Today, I was just going through some of the popular news items on Digg and found some interesting articles.
Microsoft which has been the leader in desktop OS and the browser market (despite alternatives) is now suddenly in the midst of a dual modal attack. Until now, the competition to MS was more ideological – GNU movement that defined what is *free* but failed to provide any alternative that anyone could use.
However, with Google Chrome and Ubuntu OS, the stranglehold of MS is reducing – or so says most of the sites. Here’s some interesting facts that I found:
An article in NYTimes talks about Mark Shuttleworth, the founder of Canonical, the maker of the Ubuntu OS. Citing on its usage, philosophy and business model, the article says:
More than 10 million people are estimated to run Ubuntu today, and they represent a threat to Microsoft’s hegemony in developed countries and perhaps even more so in those regions catching up to the technology revolution.

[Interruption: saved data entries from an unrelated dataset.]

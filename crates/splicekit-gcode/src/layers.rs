//! Layer index and tower skip planning

use serde::Serialize;

/// Tolerance when comparing the skipped height against the budget
const SKIP_EPSILON: f64 = 0.005;

/// Per-layer facts gathered by the first pass
#[derive(Debug, Clone, Copy, PartialEq, Eq, Serialize)]
pub struct LayerRecord {
    /// Layer number
    pub layer: usize,
    /// Input line index at which the layer ends
    pub end_line: usize,
    /// Tower content of the layer is pure filler
    pub skippable: bool,
}

/// Result of a skip optimization run
#[derive(Debug, Clone, Copy, PartialEq, Default, Serialize)]
pub struct SkipOutcome {
    /// Layers left flagged as skippable
    pub layers: usize,
    /// Tower height those layers absorb
    pub height: f64,
    /// A positive budget found nothing to skip and all flags were cleared
    pub disabled: bool,
}

/// Layer boundaries and skippable flags
#[derive(Debug, Clone, Default, PartialEq)]
pub struct LayerPlan {
    starts: Vec<usize>,
    records: Vec<LayerRecord>,
}

impl LayerPlan {
    pub fn new() -> Self {
        Self::default()
    }

    /// Record layer `number` starting at `line`
    ///
    /// Every layer above layer 0 closes a record carrying the skippable
    /// flag of the layer below.
    pub fn start_layer(&mut self, line: usize, number: usize, previous_skippable: bool) {
        if number > 0 {
            self.records.push(LayerRecord {
                layer: self.records.len(),
                end_line: line,
                skippable: previous_skippable,
            });
        }
        self.starts.push(line);
    }

    /// Input line indices at which layers start, strictly increasing
    pub fn starts(&self) -> &[usize] {
        &self.starts
    }

    /// Closed layers
    pub fn records(&self) -> &[LayerRecord] {
        &self.records
    }

    /// No layer transition was ever closed
    pub fn is_empty(&self) -> bool {
        self.records.is_empty()
    }

    /// Skippable flag of a layer, false for unknown layers
    pub fn is_skippable(&self, layer: Option<usize>) -> bool {
        layer
            .and_then(|l| self.records.get(l))
            .is_some_and(|r| r.skippable)
    }

    /// Clear every skippable flag
    pub fn clear_skippable(&mut self) {
        for record in &mut self.records {
            record.skippable = false;
        }
    }

    /// Keep only as many trailing skippable layers as the budget absorbs
    ///
    /// Walks the layers from last to first accumulating `layer_height` for
    /// every skippable layer. Once the accumulated height reaches the budget
    /// all remaining earlier layers are forced non-skippable. The first layer
    /// only takes part when `first_layer_eligible` is set.
    pub fn optimize_tower_skip(
        &mut self,
        budget: f64,
        layer_height: f64,
        first_layer_eligible: bool,
    ) -> SkipOutcome {
        let lowest = if first_layer_eligible { 0 } else { 1 };
        let mut outcome = SkipOutcome::default();

        for index in (lowest..self.records.len()).rev() {
            let record = &mut self.records[index];
            if outcome.height + SKIP_EPSILON >= budget {
                record.skippable = false;
            } else if record.skippable {
                outcome.height += layer_height;
                outcome.layers += 1;
            }
        }

        if !first_layer_eligible {
            if let Some(first) = self.records.first_mut() {
                first.skippable = false;
            }
        }

        if budget > 0.0 && outcome.layers == 0 {
            self.clear_skippable();
            outcome.disabled = true;
        }

        tracing::debug!(
            layers = outcome.layers,
            height = outcome.height,
            budget,
            "Tower skip optimized"
        );
        outcome
    }
}
#[test]
fn side_wipe_drops_purge_of_skippable_layer() {
    use BlockClass::*;
    let mut layers = LayerPlan::new();
    layers.start_layer(0, 0, false);
    layers.start_layer(2, 1, false);
    layers.start_layer(7, 2, true);

    let mut settings = Settings::new();
    settings.purge.side_wipe = true;
    let mut diagnostics = Diagnostics::new();
    let mut engine = path_engine(
        &settings,
        &mut diagnostics,
        PurgeStrategy::SideWipe,
        layers,
        Collaborators::default(),
    );

    let rewrites = feed(
        &mut engine,
        &[
            (";LAYER 0", Normal),
            ("G1 X10 Y10 E1", Normal),
            (";LAYER 1", Normal),
            ("G1 X30 Y30 E4", Empty),
            ("G1 X105 Y105 E3", Empty),
            ("G1 X106 Y106", EndGrid),
            ("G1 X50 Y50 E1", Normal),
            (";LAYER 2", Normal),
            ("G1 X105 Y105 E4", Empty),
            ("G1 X60 Y60 E1", Normal),
        ],
    );

    assert_eq!(rewrites[3].instruction, ";-- removed [skipped purge] - G1 X30 Y30 E4");
    assert_eq!(rewrites[4].instruction, ";-- removed [tower skipped] - G1 X105 Y105 E3");
    assert_eq!(rewrites[5].disposition, Disposition::Suppress);
    assert_eq!(rewrites[6].instruction, "G1 X50 Y50 E1");
    assert_eq!(rewrites[6].disposition, Disposition::Emit);
    assert_eq!(
        rewrites[8].instruction,
        ";-- removed [side wipe/full purge] - G1 X105 Y105 E4"
    );
    assert_eq!(rewrites[9].disposition, Disposition::Emit);

    // only the purge of the kept layer is waiting to be wiped
    let ctx = engine.context();
    assert_eq!(ctx.side_wipe_length, 4.0);
    assert!(!ctx.tower_skipped);
    assert_eq!(ctx.splices.total_extruded(), 3.0);
}

#[test]
fn skipped_tower_keeps_single_retract() {
    use BlockClass::*;
    let mut layers = LayerPlan::new();
    layers.start_layer(0, 0, false);
    layers.start_layer(2, 1, false);
    layers.start_layer(9, 2, true);

    let settings = Settings::new();
    let mut diagnostics = Diagnostics::new();
    let mut engine = path_engine(
        &settings,
        &mut diagnostics,
        PurgeStrategy::TowerDelta,
        layers,
        Collaborators::default(),
    );

    let rewrites = feed(
        &mut engine,
        &[
            (";LAYER 0", Normal),
            ("G1 X10 Y10 E1", Normal),
            (";LAYER 1", Normal),
            ("G1 X105 Y105", Empty),
            ("G1 E-0.8 F2100", Empty),
            ("G1 E-0.8 F2100", Empty),
            ("G1 X106 Y106 Z0.6", Empty),
            ("G1 X107 Y107", EndGrid),
            ("G1 X50 Y50 E1", Normal),
        ],
    );

    assert!(rewrites[3]
        .inserted
        .contains(&";  GRID SKIP --TOWER DELTA   0.20mm".to_string()));
    assert_eq!(rewrites[3].instruction, ";-- removed [tower skipped] - G1 X105 Y105");
    assert_eq!(rewrites[4].instruction, "G1 E-0.8 F2100");
    assert_eq!(rewrites[4].disposition, Disposition::Emit);
    assert_eq!(
        rewrites[5].instruction,
        ";-- removed [tower skipped//Double Retract] - G1 E-0.8 F2100"
    );
    assert_eq!(rewrites[6].instruction, "G1 X106 Y106 Z0.6");
    assert_eq!(rewrites[6].disposition, Disposition::Emit);
    assert_eq!(rewrites[7].disposition, Disposition::Suppress);
    assert_eq!(
        rewrites[8].inserted,
        vec![";fixup retracts".to_string(), "G1 E0.8 F2100".to_string()]
    );
    assert_eq!(rewrites[8].instruction, "G1 X50 Y50 E1");

    let ctx = engine.context();
    assert_eq!(ctx.retraction, 0.0);
    assert!(!ctx.tower_skipped);
    assert!((ctx.tower_z_delta - 0.2).abs() < 1e-9);
    assert!((ctx.splices.total_extruded() - 2.0).abs() < 1e-9);
}
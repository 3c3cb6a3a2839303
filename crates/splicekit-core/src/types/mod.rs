//! Type system utilities and aliases.
//!
//! ## Modules
//!
//! - [`aliases`]: callback aliases shared by the processing crates.

pub mod aliases;

pub use aliases::*;
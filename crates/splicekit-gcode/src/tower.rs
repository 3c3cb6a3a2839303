//! Purge tower geometry
//!
//! The tower rectangle is measured from the moves of the first layer brim.
//! Every observed point inflates the rectangle by twice the extrusion width
//! in X and four times in Y. Once the brim ends the bounds are frozen.

use serde::Serialize;

/// Bounding rectangle of the purge tower
#[derive(Debug, Clone, Copy, PartialEq, Serialize)]
pub struct TowerBounds {
    pub min_x: f64,
    pub max_x: f64,
    pub min_y: f64,
    pub max_y: f64,
    #[serde(skip)]
    frozen: bool,
}

impl Default for TowerBounds {
    fn default() -> Self {
        Self {
            min_x: f64::INFINITY,
            max_x: f64::NEG_INFINITY,
            min_y: f64::INFINITY,
            max_y: f64::NEG_INFINITY,
            frozen: false,
        }
    }
}

impl TowerBounds {
    pub fn new() -> Self {
        Self::default()
    }

    /// No point was ever measured
    pub fn is_empty(&self) -> bool {
        self.min_x > self.max_x || self.min_y > self.max_y
    }

    pub fn is_frozen(&self) -> bool {
        self.frozen
    }

    /// Stop growing
    pub fn freeze(&mut self) {
        self.frozen = true;
    }

    /// Grow the rectangle around an observed position
    ///
    /// Each axis grows independently; absent coordinates are ignored.
    pub fn grow(&mut self, x: Option<f64>, y: Option<f64>, extrusion_width: f64) {
        if self.frozen {
            return;
        }
        if let Some(x) = x {
            self.min_x = self.min_x.min(x - 2.0 * extrusion_width);
            self.max_x = self.max_x.max(x + 2.0 * extrusion_width);
        }
        if let Some(y) = y {
            self.min_y = self.min_y.min(y - 4.0 * extrusion_width);
            self.max_y = self.max_y.max(y + 4.0 * extrusion_width);
        }
    }

    /// X is given and lies within the tower
    pub fn x_in(&self, x: Option<f64>) -> bool {
        x.is_some_and(|x| self.min_x <= x && x <= self.max_x)
    }

    /// Y is given and lies within the tower
    pub fn y_in(&self, y: Option<f64>) -> bool {
        y.is_some_and(|y| self.min_y <= y && y <= self.max_y)
    }

    /// Both coordinates are given and lie within the tower
    pub fn contains(&self, x: Option<f64>, y: Option<f64>) -> bool {
        self.x_in(x) && self.y_in(y)
    }

    /// X lies within the tower's X range; an absent coordinate always does
    pub fn x_in_range(&self, x: Option<f64>) -> bool {
        x.map_or(true, |x| self.min_x <= x && x <= self.max_x)
    }

    /// Y lies within the tower's Y range; an absent coordinate always does
    pub fn y_in_range(&self, y: Option<f64>) -> bool {
        y.map_or(true, |y| self.min_y <= y && y <= self.max_y)
    }

    pub fn width(&self) -> f64 {
        if self.is_empty() {
            0.0
        } else {
            self.max_x - self.min_x
        }
    }

    pub fn depth(&self) -> f64 {
        if self.is_empty() {
            0.0
        } else {
            self.max_y - self.min_y
        }
    }
}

The technology research firm IDC estimates that 11 percent of American businesses have systems based on Ubuntu. That said, many of the largest Ubuntu customers have cropped up in Europe, where Microsoft’s dominance has endured intense regulatory and political scrutiny.
Canonical also receives revenue from companies like Dell that ship computers with Ubuntu and work with it on software engineering projects like adding Linux-based features to laptops. All told, Canonical’s annual revenue is creeping toward $30 million, Mr. Shuttleworth said. That figure won’t worry Microsoft.
But Mr. Shuttleworth contends that $30 million a year is self-sustaining revenue, just what he needs to finance regular Ubuntu updates. And a free operating system that pays for itself, he says, could change how people view and use the software they touch everyday.
The company’s model centers on outpacing Microsoft on both price and features aimed at new markets.
In a separate article on the blazingly fast development cycles of Google Chrome, an article in InternetNews.com says, “Google first released Chrome in September of 2008 and has issued 18 releases spanning both its dev and stable channels.”
To top it, Google has quickly upgraded the WebKT toolkit used in rendering by the browser. But, a more serious dent to Microsoft is the creation of a Google HTTP Stack. This HTTP stack totally bypasses the Windows based WinHTTP rendering the browser mode cross-platform. Google is slowly making the browser more and more independent of the underlying platform..
Compare this with a single note on what Microsoft has been doing lately (from NYTimes ):
Microsoft had an estimated 10,000 people working on Vista, its newest desktop operating system, for five years. The result of this multibillion-dollar investment has been a product late to market and widely panned.